Amazon’s cloud storage service S3 is 15 years old this year and has scaled to store 100T objects by 2020. In other words, the future is now. What was once impossible is now possible with the help of Amazon Web Services (AWS), which permits developers and system administrators around the globe from all walks of life to run more intelligent software at a fraction of the cost.
S3 is Amazon’s answer to bringing order to the massive infrastructures of the web. In a conversation with ZDNet, S3 Product Manager Andy Jassy explained that S3 was born out of necessity.
“We were looking at what customers were saying about how they were hosting their data,” said Jassy in an interview with ZDNet. “What became abundantly clear was there was a massive gap between what people thought their storage bills should be and what their actual storage bills turned out to be. And there was also a massive gap on how they thought they were storing their data and how they were actually storing it.”

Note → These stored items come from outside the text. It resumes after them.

use anyhow::{Context, Result};
use curate::Args;
use std::{env, sync::Arc};
use structopt::StructOpt;
use tracing::{trace_span, Instrument};
use tracing_subscriber::{filter::LevelFilter, prelude::*, EnvFilter};
use wake_vision::Config;

#[tokio::main]
pub async fn main() -> Result<()> {
    // setup tracing
    let fmt_layer = tracing_subscriber::fmt::layer().with_target(true).compact();
    let filter_layer = {
        let filter = EnvFilter::from_default_env();
        if env::var("RUST_LOG").is_err() {
            filter.add_directive(LevelFilter::INFO.into())
        } else {
            filter
        }
    };

    tracing_subscriber::registry()
        .with(filter_layer)
        .with(fmt_layer)
        .init();

    // parse arguments
    let args = Args::from_args();
    let mut config = Config::open(&args.config_file).with_context(|| {
        format!(
            "failed to load config file '{}'",
            args.config_file.display()
        )
    })?;
    if let Some(label_type) = args.label_type {
        config.labeling.label_type = label_type;
    }

    // start curation
    curate::start(Arc::new(config), args.train_steps)
        .instrument(trace_span!("curate"))
        .await?;

    Ok(())
}
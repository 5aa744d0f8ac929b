//! Tests for the `data-types` command.

use assert_cmd::Command;
use predicates::prelude::*;

/// Test data-types lists every tag.
#[test]
fn test_data_types_text() {
    let mut cmd = Command::cargo_bin("devcomm").unwrap();
    cmd.arg("data-types");

    cmd.assert()
        .success()
        .stdout(predicate::str::contains("INWORDBLOCK"))
        .stdout(predicate::str::contains("unsigned"));
}

/// Test data-types JSON has one row per code.
#[test]
fn test_data_types_json() {
    let mut cmd = Command::cargo_bin("devcomm").unwrap();
    cmd.arg("--json").arg("data-types");

    let output = cmd.assert().success().get_output().stdout.clone();
    let rows: Vec<serde_json::Value> = serde_json::from_slice(&output).unwrap();
    assert_eq!(rows.len(), 10);
    assert_eq!(rows[0]["code"], 1);
    assert!(rows.iter().all(|r| r["tag"].as_str().is_some()));
}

The problem with data storage systems at the turn of the century was that servers were only able to store around 10 MB, or roughly 10,000 books of 200 pages.
“You may want to write a book, but you don’t know that you’re going to write it yet,” explained Jassy. “This is what customers experienced with their storage systems. There was a real gap between what they were expecting and what they actually were getting.”
The advent of the World Wide Web in 1994 paved the way for a greater demand for data storage. Around that time, there weren’t as many high-capacity servers to store all of this new data. So users began using websites stored on their home computers and then rehosted them on other computers when they began to get flooded.
“There were a lot of difficulties with the people who were hosting the data,” said Jassy. “But more importantly was that there was no actual storage to back up their data.”
S3’s Vast Potential for Growth Future
Now, 15 years after its launch in 2000, S3 has a vast potential for growth in the future. At present, S3 is used by every Fortune 500 company and hundreds of other companies around the globe.
“It’s one of the largest systems in Amazon’s data centers by far,” said Jassy. “We have around over 100,000 servers in S3 globally to back up the photos and videos and music and emails and documents.”
And that strategy is going to have a lot of promise in the next few decades — especially as traffic continues to increase. According to Jassy, S3 stores over 100T objects per day, serving more than 25B requests a month.
“So there’s a ton of growth in the way we store data,” said Jassy. “But even more importantly, is the immense amount of growth in the ways people access and use data.”
Your IT needs to be aware of all the new technologies that will fundamentally shift our business processes and organization for years to come. To stay ahead of the game, you need to understand what changes are coming — and where they will occur.